Tuesday, 17 July 2007.


On the bus this morning, I discovered the words “I LOVE CARESSA KELLY” on the back of the seat in front of me; I wonder, who is the writer? Who is Miss Kelly? What did she do which inspired him so to leave a testament of his love for her? I dream about little stories and happenstances that might have resulted in the effigy before me.

We all leave our own monuments in life, commemoration to that which we regard as important and memorable. I wonder what the instinct is which leads us to do so. Is it a desire to remember? a desire to make known to others? an attempt to transcend our meager lifetimes with something possessing a measure of permanence? Perhaps all of the above, or even something else.

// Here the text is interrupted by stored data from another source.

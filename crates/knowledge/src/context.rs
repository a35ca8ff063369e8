//! Per-article context assembly.

use crate::chunker::chunk_words;
use crate::rank::ChunkRanker;
use crate::types::{ArticleRecord, Context};
use kba_core::ContextSettings;

/// Separator placed between the chunks chosen from one article.
pub const CHUNK_SEPARATOR: &str = " ... ";

/// Build one context per usable article, preserving article order.
///
/// Articles with a blank title or blank content are skipped. Each remaining
/// article is chunked, ranked against the question, and the best
/// `settings.top_chunks` chunks are joined with [`CHUNK_SEPARATOR`].
pub fn assemble_contexts(
    articles: &[ArticleRecord],
    question: &str,
    settings: &ContextSettings,
    ranker: &dyn ChunkRanker,
) -> Vec<Context> {
    let mut contexts = Vec::with_capacity(articles.len());

    for article in articles {
        let title = article.title.trim();
        let content = article.content.trim();

        if title.is_empty() || content.is_empty() {
            tracing::debug!("Skipping article {} with empty title or content", article.id);
            continue;
        }

        let chunks: Vec<&str> = chunk_words(content, settings.chunk_words).collect();
        let ranked = ranker.rank(chunks, question);

        let body = ranked
            .into_iter()
            .take(settings.top_chunks)
            .collect::<Vec<_>>()
            .join(CHUNK_SEPARATOR);

        contexts.push(Context::new(article.id, title, body));
    }

    tracing::debug!(
        "Assembled {} contexts from {} articles using {}",
        contexts.len(),
        articles.len(),
        ranker.name()
    );

    contexts
}
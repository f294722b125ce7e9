//! Campaign documents as served by the campaign store.

mod types;

use serde_json::Value;

pub use types::{
    Campaign, CampaignAction, CampaignContent, CampaignList, ComponentKind,
    InlineComponentProps, PermissionPromptProps, PopupProps, Trigger,
};

/// Decode list entries one at a time, skipping any that are not valid
/// campaigns. A malformed entry never hides its neighbours.
pub fn decode_entries(entries: Vec<Value>) -> Vec<Campaign> {
    let total = entries.len();
    let campaigns: Vec<Campaign> = entries
        .into_iter()
        .enumerate()
        .filter_map(|(index, entry)| {
            let id = entry
                .get("id")
                .and_then(Value::as_str)
                .unwrap_or("<missing>")
                .to_string();
            match serde_json::from_value::<Campaign>(entry) {
                Ok(campaign) => Some(campaign),
                Err(e) => {
                    tracing::warn!(index, id = %id, error = %e, "Skipping malformed campaign");
                    None
                }
            }
        })
        .collect();
    if campaigns.len() < total {
        tracing::debug!(kept = campaigns.len(), total, "Campaign list partially decoded");
    }
    campaigns
}

/// Keep only campaigns whose `active` flag is set, preserving order.
pub fn active_only(campaigns: Vec<Campaign>) -> Vec<Campaign> {
    campaigns.into_iter().filter(|c| c.active).collect()
}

This wasn’t the first monument I've found on a bus; I also wonder what it is about buses that make them so attractive for leaving memorials behind. Perhaps they embody transition, moving from one place and time to another, leaving us wanting permanence, or perhaps desiring to remember what has been. Perhaps those who frequent buses are those more likely to leave messages, or at least have a lesser regard for public property. I do not know.

But I do love finding other’s monuments, event though the true meaning is lost to me. I suppose I like proposing my own stories about who left the messages behind for myself to find. But the truth behind them I do not know, and may never know. Perhaps it is better that way.